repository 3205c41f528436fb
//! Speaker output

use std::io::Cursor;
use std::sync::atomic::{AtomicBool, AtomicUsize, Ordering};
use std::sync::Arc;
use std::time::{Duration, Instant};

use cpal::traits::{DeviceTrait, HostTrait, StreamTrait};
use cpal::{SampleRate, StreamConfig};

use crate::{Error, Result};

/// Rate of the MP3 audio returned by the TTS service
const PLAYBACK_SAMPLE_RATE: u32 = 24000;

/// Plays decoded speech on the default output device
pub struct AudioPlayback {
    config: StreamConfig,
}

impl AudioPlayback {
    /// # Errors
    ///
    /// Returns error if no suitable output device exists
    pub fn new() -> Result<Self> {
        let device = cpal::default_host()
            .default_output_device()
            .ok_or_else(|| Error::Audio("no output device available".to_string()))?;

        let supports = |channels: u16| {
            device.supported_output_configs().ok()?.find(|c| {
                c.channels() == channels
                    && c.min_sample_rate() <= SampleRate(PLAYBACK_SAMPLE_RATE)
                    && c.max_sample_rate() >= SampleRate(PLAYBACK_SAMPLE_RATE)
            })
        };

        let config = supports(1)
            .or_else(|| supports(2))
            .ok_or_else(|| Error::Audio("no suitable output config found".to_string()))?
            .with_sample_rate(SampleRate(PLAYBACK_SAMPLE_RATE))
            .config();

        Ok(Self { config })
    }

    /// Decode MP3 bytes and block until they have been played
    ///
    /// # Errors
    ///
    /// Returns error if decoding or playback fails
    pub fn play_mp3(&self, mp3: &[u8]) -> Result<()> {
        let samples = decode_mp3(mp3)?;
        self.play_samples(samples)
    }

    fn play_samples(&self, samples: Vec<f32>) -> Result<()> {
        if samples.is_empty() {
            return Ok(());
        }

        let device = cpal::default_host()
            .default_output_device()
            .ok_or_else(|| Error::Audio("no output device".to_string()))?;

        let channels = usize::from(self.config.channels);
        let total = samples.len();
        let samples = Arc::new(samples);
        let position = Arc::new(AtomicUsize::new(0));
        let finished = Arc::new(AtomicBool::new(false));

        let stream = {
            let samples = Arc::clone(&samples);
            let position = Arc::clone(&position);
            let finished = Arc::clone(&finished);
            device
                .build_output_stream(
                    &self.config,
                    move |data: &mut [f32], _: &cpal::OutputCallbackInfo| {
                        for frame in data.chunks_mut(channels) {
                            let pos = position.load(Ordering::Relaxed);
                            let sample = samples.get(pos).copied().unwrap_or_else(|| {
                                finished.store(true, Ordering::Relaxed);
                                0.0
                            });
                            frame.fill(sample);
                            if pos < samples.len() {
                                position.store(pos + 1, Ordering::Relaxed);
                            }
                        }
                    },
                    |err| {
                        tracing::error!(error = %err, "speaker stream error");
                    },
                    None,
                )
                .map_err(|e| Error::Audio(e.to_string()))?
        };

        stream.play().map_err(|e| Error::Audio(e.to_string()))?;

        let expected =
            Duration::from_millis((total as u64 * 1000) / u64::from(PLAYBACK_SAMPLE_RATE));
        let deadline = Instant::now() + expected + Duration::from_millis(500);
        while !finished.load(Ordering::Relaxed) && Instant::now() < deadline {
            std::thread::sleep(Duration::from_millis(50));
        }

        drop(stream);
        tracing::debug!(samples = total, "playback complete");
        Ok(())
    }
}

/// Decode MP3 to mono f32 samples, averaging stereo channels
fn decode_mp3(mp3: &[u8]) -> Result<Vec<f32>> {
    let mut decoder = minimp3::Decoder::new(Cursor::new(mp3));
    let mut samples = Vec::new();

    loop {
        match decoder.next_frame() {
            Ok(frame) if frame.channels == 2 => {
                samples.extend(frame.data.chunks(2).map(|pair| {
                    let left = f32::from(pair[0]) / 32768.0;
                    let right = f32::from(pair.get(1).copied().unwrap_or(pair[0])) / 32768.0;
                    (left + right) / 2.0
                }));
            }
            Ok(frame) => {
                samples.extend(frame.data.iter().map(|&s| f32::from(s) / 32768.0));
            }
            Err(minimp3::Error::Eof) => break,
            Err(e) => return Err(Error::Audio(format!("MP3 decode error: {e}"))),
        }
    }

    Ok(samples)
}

::::

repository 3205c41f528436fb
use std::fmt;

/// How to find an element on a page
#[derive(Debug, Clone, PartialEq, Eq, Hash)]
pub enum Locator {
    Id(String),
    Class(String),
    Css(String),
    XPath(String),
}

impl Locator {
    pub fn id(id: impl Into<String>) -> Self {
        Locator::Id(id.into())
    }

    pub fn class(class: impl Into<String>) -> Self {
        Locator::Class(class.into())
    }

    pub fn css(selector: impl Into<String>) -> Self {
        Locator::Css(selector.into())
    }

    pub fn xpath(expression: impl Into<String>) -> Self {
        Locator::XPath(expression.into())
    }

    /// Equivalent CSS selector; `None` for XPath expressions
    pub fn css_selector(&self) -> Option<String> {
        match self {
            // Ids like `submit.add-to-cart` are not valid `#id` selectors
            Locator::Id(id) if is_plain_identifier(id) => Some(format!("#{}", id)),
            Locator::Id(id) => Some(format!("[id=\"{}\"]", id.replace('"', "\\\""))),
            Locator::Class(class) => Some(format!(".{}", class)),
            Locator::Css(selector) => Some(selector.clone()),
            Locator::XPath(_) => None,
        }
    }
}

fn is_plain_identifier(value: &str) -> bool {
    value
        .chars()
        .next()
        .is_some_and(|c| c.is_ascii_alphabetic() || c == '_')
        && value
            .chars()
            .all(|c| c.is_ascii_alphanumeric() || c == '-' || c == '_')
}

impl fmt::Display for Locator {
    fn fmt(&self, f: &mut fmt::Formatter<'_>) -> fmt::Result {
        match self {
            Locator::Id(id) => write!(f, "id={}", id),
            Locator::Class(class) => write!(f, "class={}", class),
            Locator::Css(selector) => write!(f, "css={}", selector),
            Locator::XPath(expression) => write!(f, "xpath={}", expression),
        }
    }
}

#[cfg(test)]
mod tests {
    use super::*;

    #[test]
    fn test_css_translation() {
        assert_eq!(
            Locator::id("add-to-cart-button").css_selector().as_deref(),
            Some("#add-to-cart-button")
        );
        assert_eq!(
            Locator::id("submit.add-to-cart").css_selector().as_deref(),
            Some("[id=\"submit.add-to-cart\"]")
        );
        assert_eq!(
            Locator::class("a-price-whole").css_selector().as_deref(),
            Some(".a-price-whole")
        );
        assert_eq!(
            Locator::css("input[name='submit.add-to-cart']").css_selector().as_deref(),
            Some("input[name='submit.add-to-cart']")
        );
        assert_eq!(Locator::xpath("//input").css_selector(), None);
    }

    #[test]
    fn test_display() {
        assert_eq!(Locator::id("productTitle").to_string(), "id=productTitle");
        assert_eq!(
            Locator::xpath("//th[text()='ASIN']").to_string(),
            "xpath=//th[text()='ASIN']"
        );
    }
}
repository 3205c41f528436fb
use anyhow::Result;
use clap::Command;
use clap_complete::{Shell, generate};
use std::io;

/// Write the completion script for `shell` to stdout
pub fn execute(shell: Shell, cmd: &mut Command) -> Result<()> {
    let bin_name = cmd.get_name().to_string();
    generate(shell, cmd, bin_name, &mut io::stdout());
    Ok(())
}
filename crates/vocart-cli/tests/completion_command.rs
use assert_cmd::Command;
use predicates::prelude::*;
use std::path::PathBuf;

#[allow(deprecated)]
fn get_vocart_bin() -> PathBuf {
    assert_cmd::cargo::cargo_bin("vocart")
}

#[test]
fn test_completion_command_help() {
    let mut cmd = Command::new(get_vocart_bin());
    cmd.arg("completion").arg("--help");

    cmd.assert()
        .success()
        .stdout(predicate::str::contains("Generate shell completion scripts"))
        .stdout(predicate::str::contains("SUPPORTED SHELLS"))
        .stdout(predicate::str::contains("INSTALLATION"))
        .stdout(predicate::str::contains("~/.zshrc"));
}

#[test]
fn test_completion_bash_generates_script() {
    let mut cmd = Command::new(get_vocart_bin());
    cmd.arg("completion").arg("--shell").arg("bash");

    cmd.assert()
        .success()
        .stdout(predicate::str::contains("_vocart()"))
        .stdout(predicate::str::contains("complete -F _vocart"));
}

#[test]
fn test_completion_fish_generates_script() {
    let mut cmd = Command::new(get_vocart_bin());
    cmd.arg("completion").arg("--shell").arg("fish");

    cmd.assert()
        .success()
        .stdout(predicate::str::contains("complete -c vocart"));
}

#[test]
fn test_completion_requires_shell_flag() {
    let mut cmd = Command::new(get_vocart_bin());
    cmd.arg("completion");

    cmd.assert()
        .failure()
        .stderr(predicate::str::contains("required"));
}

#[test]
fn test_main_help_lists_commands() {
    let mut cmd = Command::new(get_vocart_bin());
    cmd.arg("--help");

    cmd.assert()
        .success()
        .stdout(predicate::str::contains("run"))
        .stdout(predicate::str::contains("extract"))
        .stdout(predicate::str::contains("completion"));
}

::::

**Exercise directions:** Transcribe the lines above between the line holding "output device exists" and the line holding "for frame in", inclusive, exactly as they stand and with nothing added.

**Reply:**
    /// Returns error if no suitable output device exists
    pub fn new() -> Result<Self> {
        let device = cpal::default_host()
            .default_output_device()
            .ok_or_else(|| Error::Audio("no output device available".to_string()))?;

        let supports = |channels: u16| {
            device.supported_output_configs().ok()?.find(|c| {
                c.channels() == channels
                    && c.min_sample_rate() <= SampleRate(PLAYBACK_SAMPLE_RATE)
                    && c.max_sample_rate() >= SampleRate(PLAYBACK_SAMPLE_RATE)
            })
        };

        let config = supports(1)
            .or_else(|| supports(2))
            .ok_or_else(|| Error::Audio("no suitable output config found".to_string()))?
            .with_sample_rate(SampleRate(PLAYBACK_SAMPLE_RATE))
            .config();

        Ok(Self { config })
    }

    /// Decode MP3 bytes and block until they have been played
    ///
    /// # Errors
    ///
    /// Returns error if decoding or playback fails
    pub fn play_mp3(&self, mp3: &[u8]) -> Result<()> {
        let samples = decode_mp3(mp3)?;
        self.play_samples(samples)
    }

    fn play_samples(&self, samples: Vec<f32>) -> Result<()> {
        if samples.is_empty() {
            return Ok(());
        }

        let device = cpal::default_host()
            .default_output_device()
            .ok_or_else(|| Error::Audio("no output device".to_string()))?;

        let channels = usize::from(self.config.channels);
        let total = samples.len();
        let samples = Arc::new(samples);
        let position = Arc::new(AtomicUsize::new(0));
        let finished = Arc::new(AtomicBool::new(false));

        let stream = {
            let samples = Arc::clone(&samples);
            let position = Arc::clone(&position);
            let finished = Arc::clone(&finished);
            device
                .build_output_stream(
                    &self.config,
                    move |data: &mut [f32], _: &cpal::OutputCallbackInfo| {
                        for frame in data.chunks_mut(channels) {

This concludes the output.